**Task requirements**
Return all lines in the data where the string "Notify" can be found.

**Dataset items**
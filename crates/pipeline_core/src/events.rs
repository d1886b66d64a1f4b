//! Board events and user-facing notifications.

use shared::{domain::LeadId, stage::StageId};

#[derive(Debug, Clone, Copy, PartialEq, Eq)]
pub enum NotificationLevel {
    Success,
    Error,
}

/// A transient, user-visible message (a toast in a graphical view).
#[derive(Debug, Clone, PartialEq, Eq)]
pub struct Notification {
    pub level: NotificationLevel,
    pub message: String,
}

impl Notification {
    pub fn success(message: impl Into<String>) -> Self {
        Self {
            level: NotificationLevel::Success,
            message: message.into(),
        }
    }

    pub fn error(message: impl Into<String>) -> Self {
        Self {
            level: NotificationLevel::Error,
            message: message.into(),
        }
    }

    pub fn is_error(&self) -> bool {
        self.level == NotificationLevel::Error
    }
}

#[derive(Debug, Clone, PartialEq, Eq)]
pub enum BoardEvent {
    Loaded {
        count: usize,
    },
    LoadFailed {
        message: String,
    },
    LeadMoved {
        lead_id: LeadId,
        to: StageId,
    },
    LeadCreated {
        lead_id: LeadId,
    },
    /// A failed transition was undone in the cache by the reconciliation policy.
    TransitionReverted {
        lead_id: LeadId,
        stage: String,
    },
    Notify(Notification),
}

impl BoardEvent {
    pub fn notification(&self) -> Option<&Notification> {
        match self {
            BoardEvent::Notify(notification) => Some(notification),
            _ => None,
        }
    }
}

pub(crate) const MOVE_FAILED: &str = "Failed to update lead stage";
pub(crate) const CREATE_SUCCEEDED: &str = "New lead added successfully";
pub(crate) const CREATE_FAILED: &str = "Failed to add new lead";
pub(crate) const LOAD_FAILED: &str = "Failed to load leads.";

pub(crate) fn moved_message(stage: StageId) -> String {
    format!("Lead moved to {}", stage.stage().name)
}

**Output below**
    Notify(Notification),
            BoardEvent::Notify(notification) => Some(notification),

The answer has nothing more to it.